• **Work required**:
Return only how many lines in the data include the string "AdaptiveThreshold".

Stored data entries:
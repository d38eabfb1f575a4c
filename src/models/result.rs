use std::borrow::Cow;
use std::fmt;
use std::time::Duration;

use crate::error::StageError;
use crate::transform::Stage;

/// Raw bytes recovered from a QR symbol.
///
/// QR symbols can carry any byte sequence, so no character set is assumed.
#[derive(Debug, Clone, PartialEq, Eq, Hash)]
pub struct Payload(Vec<u8>);

impl Payload {
    /// Wrap raw payload bytes
    pub fn new(bytes: impl Into<Vec<u8>>) -> Self {
        Self(bytes.into())
    }

    /// Payload bytes
    pub fn as_bytes(&self) -> &[u8] {
        &self.0
    }

    /// Payload as text if it is valid UTF-8
    pub fn as_str(&self) -> Option<&str> {
        std::str::from_utf8(&self.0).ok()
    }

    /// Payload as text, replacing invalid sequences
    pub fn to_text_lossy(&self) -> Cow<'_, str> {
        String::from_utf8_lossy(&self.0)
    }

    /// Consume into the raw bytes
    pub fn into_bytes(self) -> Vec<u8> {
        self.0
    }

    /// True when no bytes were recovered
    pub fn is_empty(&self) -> bool {
        self.0.is_empty()
    }
}

impl From<&str> for Payload {
    fn from(text: &str) -> Self {
        Self(text.as_bytes().to_vec())
    }
}

impl From<String> for Payload {
    fn from(text: String) -> Self {
        Self(text.into_bytes())
    }
}

impl fmt::Display for Payload {
    fn fmt(&self, f: &mut fmt::Formatter<'_>) -> fmt::Result {
        f.write_str(&self.to_text_lossy())
    }
}

/// Final outcome of a decode call
#[derive(Debug, Clone, PartialEq, Eq)]
pub enum DecodeResult {
    /// A symbol was decoded
    Found(Payload),
    /// No stage recovered a symbol
    NotFound,
}

impl DecodeResult {
    /// True for [`DecodeResult::Found`]
    pub fn is_found(&self) -> bool {
        matches!(self, DecodeResult::Found(_))
    }

    /// Borrow the payload, if any
    pub fn payload(&self) -> Option<&Payload> {
        match self {
            DecodeResult::Found(payload) => Some(payload),
            DecodeResult::NotFound => None,
        }
    }

    /// Take the payload, if any
    pub fn into_payload(self) -> Option<Payload> {
        match self {
            DecodeResult::Found(payload) => Some(payload),
            DecodeResult::NotFound => None,
        }
    }
}

/// What happened in one stage
#[derive(Debug, Clone, PartialEq, Eq)]
pub enum AttemptOutcome {
    /// Detector returned a payload
    Found,
    /// Detector ran and saw nothing
    NotFound,
    /// Transform or detector failed; treated as not found
    Failed(StageError),
}

/// One transform + detect pass
#[derive(Debug, Clone, PartialEq, Eq)]
pub struct DecodeAttempt {
    /// Stage that produced the buffer
    pub stage: Stage,
    /// Result of the pass
    pub outcome: AttemptOutcome,
    /// Wall time spent in transform and detection
    pub elapsed: Duration,
}

/// Attempt log of one pipeline run together with its result
#[derive(Debug, Clone, PartialEq, Eq)]
pub struct DecodeReport {
    /// Attempts in execution order; stops at the first success
    pub attempts: Vec<DecodeAttempt>,
    /// Final outcome
    pub result: DecodeResult,
}

impl DecodeReport {
    /// Stage that produced the payload, if one did
    pub fn winning_stage(&self) -> Option<Stage> {
        self.attempts
            .iter()
            .find(|a| a.outcome == AttemptOutcome::Found)
            .map(|a| a.stage)
    }

    /// Stages in the order they ran
    pub fn stages_tried(&self) -> Vec<Stage> {
        self.attempts.iter().map(|a| a.stage).collect()
    }

    /// Total time across all attempts
    pub fn total_elapsed(&self) -> Duration {
        self.attempts.iter().map(|a| a.elapsed).sum()
    }
}

#[cfg(test)]
mod tests {
    use super::*;

    #[test]
    fn test_payload_text_views() {
        let p = Payload::from("héllo");
        assert_eq!(p.as_str(), Some("héllo"));
        assert_eq!(p.to_string(), "héllo");

        let binary = Payload::new(vec![0xff, 0xfe, b'a']);
        assert_eq!(binary.as_str(), None);
        assert!(binary.to_text_lossy().ends_with('a'));
        assert_eq!(binary.as_bytes(), &[0xff, 0xfe, b'a']);
    }

    #[test]
    fn test_winning_stage() {
        let report = DecodeReport {
            attempts: vec![
                DecodeAttempt {
                    stage: Stage::Identity,
                    outcome: AttemptOutcome::NotFound,
                    elapsed: Duration::from_millis(2),
                },
                DecodeAttempt {
                    stage: Stage::AdaptiveThreshold,
                    outcome: AttemptOutcome::Found,
                    elapsed: Duration::from_millis(3),
                },
            ],
            result: DecodeResult::Found(Payload::from("x")),
        };
        assert_eq!(report.winning_stage(), Some(Stage::AdaptiveThreshold));
        assert_eq!(report.total_elapsed(), Duration::from_millis(5));
        assert_eq!(
            report.stages_tried(),
            vec![Stage::Identity, Stage::AdaptiveThreshold]
        );
    }
}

• **Expected answer**:
3